What the task requires: For each entry in the listing, produce an exact copy.
[Start of Attachment]
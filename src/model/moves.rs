use crate::descriptors::PbsSchema;
use crate::metamodel::PbsRecord;
use crate::pbs_field;
use schema::{DamageCategory, GameplayTagContainer, Name, Text};
use serde::{Deserialize, Serialize};

/// One entry of `moves.txt`
#[derive(Debug, Clone, PartialEq, Serialize, Deserialize)]
pub struct MoveInfo {
    pub id: Name,
    pub row_index: i32,
    pub name: Text,
    pub move_type: Name,
    pub category: DamageCategory,
    pub power: i32,
    pub accuracy: i32,
    pub total_pp: i32,
    pub target: Name,
    pub priority: i8,
    pub function_code: String,
    pub flags: GameplayTagContainer,
    pub effect_chance: i32,
    pub description: Text,
}

impl Default for MoveInfo {
    fn default() -> Self {
        MoveInfo {
            id: Name::none(),
            row_index: 0,
            name: Text::invariant("Unnamed"),
            move_type: Name::none(),
            category: DamageCategory::Status,
            power: 0,
            accuracy: 100,
            total_pp: 5,
            target: Name::none(),
            priority: 0,
            function_code: "None".to_string(),
            flags: GameplayTagContainer::new(),
            effect_chance: 0,
            description: Text::invariant("???"),
        }
    }
}

impl PbsRecord for MoveInfo {
    fn schema() -> PbsSchema<Self> {
        PbsSchema::builder()
            .field(pbs_field!(value "ID" => id).identifier())
            .field(pbs_field!(value "RowIndex" => row_index).row_index())
            .field(pbs_field!(value "Name" => name).localized("PokemonMoves", "{0}_DisplayName"))
            .field(pbs_field!(value "Type" => move_type))
            .field(pbs_field!(value "Category" => category))
            .field(pbs_field!(value "Power" => power).range(Some(0), None))
            .field(pbs_field!(value "Accuracy" => accuracy).range(Some(0), Some(100)))
            .field(pbs_field!(value "TotalPP" => total_pp).range(Some(1), None))
            .field(pbs_field!(value "Target" => target))
            .field(pbs_field!(value "Priority" => priority).range::<i8>(Some(-6), Some(6)))
            .field(pbs_field!(value "FunctionCode" => function_code))
            .field(
                pbs_field!(tags "Flags" => flags)
                    .gameplay_tag("Data.Move")
                    .create_tags()
                    .tag_separator("_"),
            )
            .field(pbs_field!(value "EffectChance" => effect_chance).range(Some(0), Some(100)))
            .field(
                pbs_field!(value "Description" => description)
                    .localized("PokemonMoves", "{0}_Description"),
            )
            .build()
    }
}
[End of Attachment]
Result of the task:
filename src/model/moves.rs
use crate::descriptors::PbsSchema;
use crate::metamodel::PbsRecord;
use crate::pbs_field;
use schema::{DamageCategory, GameplayTagContainer, Name, Text};
use serde::{Deserialize, Serialize};

/// One entry of `moves.txt`
#[derive(Debug, Clone, PartialEq, Serialize, Deserialize)]
pub struct MoveInfo {
    pub id: Name,
    pub row_index: i32,
    pub name: Text,
    pub move_type: Name,
    pub category: DamageCategory,
    pub power: i32,
    pub accuracy: i32,
    pub total_pp: i32,
    pub target: Name,
    pub priority: i8,
    pub function_code: String,
    pub flags: GameplayTagContainer,
    pub effect_chance: i32,
    pub description: Text,
}

impl Default for MoveInfo {
    fn default() -> Self {
        MoveInfo {
            id: Name::none(),
            row_index: 0,
            name: Text::invariant("Unnamed"),
            move_type: Name::none(),
            category: DamageCategory::Status,
            power: 0,
            accuracy: 100,
            total_pp: 5,
            target: Name::none(),
            priority: 0,
            function_code: "None".to_string(),
            flags: GameplayTagContainer::new(),
            effect_chance: 0,
            description: Text::invariant("???"),
        }
    }
}

impl PbsRecord for MoveInfo {
    fn schema() -> PbsSchema<Self> {
        PbsSchema::builder()
            .field(pbs_field!(value "ID" => id).identifier())
            .field(pbs_field!(value "RowIndex" => row_index).row_index())
            .field(pbs_field!(value "Name" => name).localized("PokemonMoves", "{0}_DisplayName"))
            .field(pbs_field!(value "Type" => move_type))
            .field(pbs_field!(value "Category" => category))
            .field(pbs_field!(value "Power" => power).range(Some(0), None))
            .field(pbs_field!(value "Accuracy" => accuracy).range(Some(0), Some(100)))
            .field(pbs_field!(value "TotalPP" => total_pp).range(Some(1), None))
            .field(pbs_field!(value "Target" => target))
            .field(pbs_field!(value "Priority" => priority).range::<i8>(Some(-6), Some(6)))
            .field(pbs_field!(value "FunctionCode" => function_code))
            .field(
                pbs_field!(tags "Flags" => flags)
                    .gameplay_tag("Data.Move")
                    .create_tags()
                    .tag_separator("_"),
            )
            .field(pbs_field!(value "EffectChance" => effect_chance).range(Some(0), Some(100)))
            .field(
                pbs_field!(value "Description" => description)
                    .localized("PokemonMoves", "{0}_Description"),
            )
            .build()
    }
}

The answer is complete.